Chase Corp is a better-than-average company at a below-average valuation. Although the sticker price of 7.6x LTM EBITDA/8.6x EBIT is probably compelling value in and of itself in the current market, CCF’s trading valuation pro forma for a recent acquisition, excess owned real estate holdings, and excess compensation for the former CEO is closer to 6.3x EBITDA/7.2x EBIT, representing a 9.2% NOPAT yield.

There is not any specific predetermined catalyst here, other than continuing compounding of value and earnings, and good performance. However, this is probably an activist target for an investor not afraid of what could be a difficult fight, as the company is operated like a family business despite having 75% non-family ownership.

I.                    Business Description

Chase Corp, headquartered in Bridgewater, MA, operates under two segments:

The Industrial Materials segment (76% 2014 sales, 83% EBT) manufactures highly engineered tapes, coatings, and other insulating/conducting materials sold to the electronics and telecommunications industries. These materials are used primarily to manufacture, transport, install, protect, and repair wires and cables. These products generally are either (i) specified into an OEM product or (ii) used for maintenance purposes, both of which are high quality/recurring revenue streams.

The Construction Materials segment (24% LTM sales, 17% EBT) manufactures highly engineered tapes, coatings, waterproofing products (sealants, membranes, additives, linings), and related accessories. CM products are primarily oriented towards waterproofing and corrosion protection for a wide array of construction-related applications, primarily in global infrastructure (bridges, airports, ramps, roads, racetracks, marine, water management) and energy (oil & gas, particularly pipelines and utilities).

II.                  Investment Thesis

High quality business with high (17%) sustainable ROIC, significant recurring revenues, GDP+ growth, trading at an ostensible multiple of 8.6x EBIT, but an adjusted multiple of 7.2x EBIT after adjusting for a recent acquisition, excess real estate holdings, and excess executive comp that should start rolling off this year.

III.                Capitalization and Summary Valuation Statistics:

Here is the unadjusted capitalization:

Stock Price: $36.06
Basic Shares Outstanding: 9.2 (9.183 basic, 0.03 ITM options and RSUs)
Market Capitalization: $332.4

Add LT Debt: $57.3
Add Pension Obligation: $10.6
Less Cash: $17.4
Less Options Proceeds: $0.8
Enterprise Value: $382.0

LTM EBITDA (Feb-15): $50.123
LTM EBIT (Feb-15): $44.391

EV/LTM EBITDA: 7.6x
EV/LTM EBIT: 8.6x (7.6% NOPAT yield)

A 7.6% yield for a quality business with GDP+ growth is a compelling buy in the current market, particularly in an industry where peers and potential suitors (MMM, DHR, etc) trade well into the double digits. However, I think the underlying economic reality is quite a bit better than the sticker price, as per the following adjustments.
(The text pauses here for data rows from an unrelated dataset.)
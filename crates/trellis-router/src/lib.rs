//! Segment trie router for Trellis.
//!
//! Routes are split into `/`-separated segments. Each segment is either a
//! literal (`users`) or a named parameter (`:id`). Literal and parameter
//! siblings may coexist at the same depth, so lookup explores every
//! candidate branch breadth-first and returns the first one that carries a
//! handler for the requested method.
//!
//! Paths that the trie cannot express are registered in a
//! [`PatternRouter`], a per-method list of regular expressions that is
//! consulted in registration order.
//!
//! # Example
//!
//! ```rust
//! use trellis_router::{Params, RouteMethod, Tree};
//! use http::Method;
//!
//! let mut tree = Tree::new();
//! tree.add(RouteMethod::GetPost, "/users/:id", "user");
//! tree.add(Method::GET, "/users/:id/posts/:post", "post");
//!
//! let mut params = Params::new();
//! assert_eq!(tree.find(&Method::POST, "/users/42", &mut params), Some(&"user"));
//! assert_eq!(params.get("id"), Some("42"));
//! ```
//!
//! # Layout
//!
//! ```text
//!                 "/"
//!                  │
//!          ┌───────┴───────┐
//!       "users"          "work"  [GET]
//!          │               │
//!        ":id"  [GET,POST] ":id"  [GET]
//!          │
//!       "posts"
//!          │
//!       ":post" [GET]
//! ```

mod method;
mod node;
mod params;
mod pattern;
mod tree;

pub use method::{MethodMap, RouteMethod};
pub use node::{Node, Segment};
pub use params::{Params, ParamsPool, PoolStats};
pub use pattern::PatternRouter;
pub use tree::{split_path, Tree};
//! HTTP method slots.
//!
//! [`MethodMap`] stores one value per HTTP method for a single trie node or
//! pattern table. [`RouteMethod`] is what callers register with: a single
//! method or one of the composite pseudo-methods that expand to two.

use std::fmt;

use http::Method;
use smallvec::{smallvec, SmallVec};

/// The method a route is registered under.
///
/// # Example
///
/// ```rust
/// use trellis_router::RouteMethod;
/// use http::Method;
///
/// let methods = RouteMethod::GetHead.expand();
/// assert_eq!(methods.as_slice(), &[Method::GET, Method::HEAD]);
/// ```
#[derive(Debug, Clone, PartialEq, Eq)]
pub enum RouteMethod {
    /// A single concrete method.
    One(Method),
    /// Registers the same value under GET and POST.
    GetPost,
    /// Registers the same value under GET and HEAD.
    GetHead,
}

impl RouteMethod {
    /// Returns the concrete methods this registration covers.
    #[must_use]
    pub fn expand(&self) -> SmallVec<[Method; 2]> {
        match self {
            Self::One(method) => smallvec![method.clone()],
            Self::GetPost => smallvec![Method::GET, Method::POST],
            Self::GetHead => smallvec![Method::GET, Method::HEAD],
        }
    }
}

impl From<Method> for RouteMethod {
    fn from(method: Method) -> Self {
        Self::One(method)
    }
}

impl From<&Method> for RouteMethod {
    fn from(method: &Method) -> Self {
        Self::One(method.clone())
    }
}

impl fmt::Display for RouteMethod {
    fn fmt(&self, f: &mut fmt::Formatter<'_>) -> fmt::Result {
        match self {
            Self::One(method) => write!(f, "{method}"),
            Self::GetPost => write!(f, "GET+POST"),
            Self::GetHead => write!(f, "GET+HEAD"),
        }
    }
}

/// One optional value per HTTP method.
///
/// Standard methods get a dedicated slot; extension methods fall back to a
/// small list searched linearly.
///
/// # Example
///
/// ```rust
/// use trellis_router::MethodMap;
/// use http::Method;
///
/// let mut map = MethodMap::new();
/// map.insert(Method::GET, "list");
/// map.insert(Method::POST, "create");
///
/// assert_eq!(map.get(&Method::GET), Some(&"list"));
/// assert_eq!(map.get(&Method::DELETE), None);
/// ```
#[derive(Debug, Clone)]
pub struct MethodMap<V> {
    get: Option<V>,
    post: Option<V>,
    put: Option<V>,
    delete: Option<V>,
    patch: Option<V>,
    head: Option<V>,
    options: Option<V>,
    trace: Option<V>,
    connect: Option<V>,
    extensions: Vec<(Method, V)>,
}

impl<V> Default for MethodMap<V> {
    fn default() -> Self {
        Self {
            get: None,
            post: None,
            put: None,
            delete: None,
            patch: None,
            head: None,
            options: None,
            trace: None,
            connect: None,
            extensions: Vec::new(),
        }
    }
}

impl<V> MethodMap<V> {
    /// Creates an empty map.
    #[must_use]
    pub fn new() -> Self {
        Self::default()
    }

    fn slot(&self, method: &Method) -> Option<&Option<V>> {
        match *method {
            Method::GET => Some(&self.get),
            Method::POST => Some(&self.post),
            Method::PUT => Some(&self.put),
            Method::DELETE => Some(&self.delete),
            Method::PATCH => Some(&self.patch),
            Method::HEAD => Some(&self.head),
            Method::OPTIONS => Some(&self.options),
            Method::TRACE => Some(&self.trace),
            Method::CONNECT => Some(&self.connect),
            _ => None,
        }
    }

    fn slot_mut(&mut self, method: &Method) -> Option<&mut Option<V>> {
        match *method {
            Method::GET => Some(&mut self.get),
            Method::POST => Some(&mut self.post),
            Method::PUT => Some(&mut self.put),
            Method::DELETE => Some(&mut self.delete),
            Method::PATCH => Some(&mut self.patch),
            Method::HEAD => Some(&mut self.head),
            Method::OPTIONS => Some(&mut self.options),
            Method::TRACE => Some(&mut self.trace),
            Method::CONNECT => Some(&mut self.connect),
            _ => None,
        }
    }

    /// Stores `value` for `method`, returning the value it replaced.
    pub fn insert(&mut self, method: Method, value: V) -> Option<V> {
        if let Some(slot) = self.slot_mut(&method) {
            return slot.replace(value);
        }
        if let Some((_, existing)) = self.extensions.iter_mut().find(|(m, _)| *m == method) {
            return Some(std::mem::replace(existing, value));
        }
        self.extensions.push((method, value));
        None
    }

    /// Returns the value stored for `method`.
    #[must_use]
    pub fn get(&self, method: &Method) -> Option<&V> {
        match self.slot(method) {
            Some(slot) => slot.as_ref(),
            None => self
                .extensions
                .iter()
                .find(|(m, _)| m == method)
                .map(|(_, v)| v),
        }
    }

    /// Returns a mutable reference to the value stored for `method`.
    pub fn get_mut(&mut self, method: &Method) -> Option<&mut V> {
        if self.slot(method).is_some() {
            return self.slot_mut(method).and_then(Option::as_mut);
        }
        self.extensions
            .iter_mut()
            .find(|(m, _)| m == method)
            .map(|(_, v)| v)
    }

    /// Returns the value for `method`, inserting one built by `init` first
    /// when the slot is empty.
    pub fn get_or_insert_with(&mut self, method: &Method, init: impl FnOnce() -> V) -> &mut V {
        match *method {
            Method::GET => self.get.get_or_insert_with(init),
            Method::POST => self.post.get_or_insert_with(init),
            Method::PUT => self.put.get_or_insert_with(init),
            Method::DELETE => self.delete.get_or_insert_with(init),
            Method::PATCH => self.patch.get_or_insert_with(init),
            Method::HEAD => self.head.get_or_insert_with(init),
            Method::OPTIONS => self.options.get_or_insert_with(init),
            Method::TRACE => self.trace.get_or_insert_with(init),
            Method::CONNECT => self.connect.get_or_insert_with(init),
            _ => {
                let pos = match self.extensions.iter().position(|(m, _)| m == method) {
                    Some(pos) => pos,
                    None => {
                        self.extensions.push((method.clone(), init()));
                        self.extensions.len() - 1
                    }
                };
                &mut self.extensions[pos].1
            }
        }
    }

    /// Returns true if a value is stored for `method`.
    #[must_use]
    pub fn contains(&self, method: &Method) -> bool {
        self.get(method).is_some()
    }

    /// Returns the methods that carry a value, standard methods first.
    #[must_use]
    pub fn methods(&self) -> Vec<Method> {
        let standard = [
            (Method::GET, self.get.is_some()),
            (Method::POST, self.post.is_some()),
            (Method::PUT, self.put.is_some()),
            (Method::DELETE, self.delete.is_some()),
            (Method::PATCH, self.patch.is_some()),
            (Method::HEAD, self.head.is_some()),
            (Method::OPTIONS, self.options.is_some()),
            (Method::TRACE, self.trace.is_some()),
            (Method::CONNECT, self.connect.is_some()),
        ];
        standard
            .into_iter()
            .filter_map(|(m, set)| set.then_some(m))
            .chain(self.extensions.iter().map(|(m, _)| m.clone()))
            .collect()
    }

    /// Returns the number of methods that carry a value.
    #[must_use]
    pub fn len(&self) -> usize {
        self.methods().len()
    }

    /// Returns true if no method carries a value.
    #[must_use]
    pub fn is_empty(&self) -> bool {
        self.len() == 0
    }
}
IV.                Recent Acquisition

CCF completed a $33.285 million acquisition of two product lines from Henkel which closed on January 30, 2015. CCF paid all cash. The product lines had combined revenue of >$20 million suggesting a minimum EBITDA (at CCF’s margin) of ~$4.5 million, therefore implying a sticker purchase price of ~7.5x. This was an asset purchase in which $25.24 million of the purchase price is amortizable for tax purposes over 7-8 years. Assuming a 35% tax rate, I calculate an NPV to that tax shield at a 10% WACC of $5.9 million, suggesting an adjusted purchase price of ~$27.4 million or ~6.1x EBITDA.

Ultimately I am content in the assumption that this acquisition at the very least did not destroy value, and is in fact most likely marginally accretive. To keep it simple, I treat the gross consideration paid as cash, which reduces CCF’s implied Enterprise Value to $348.8, or 7.0x LTM Adj EBITDA and 7.9x LTM Adj EBIT (~8.3% NOPAT yield).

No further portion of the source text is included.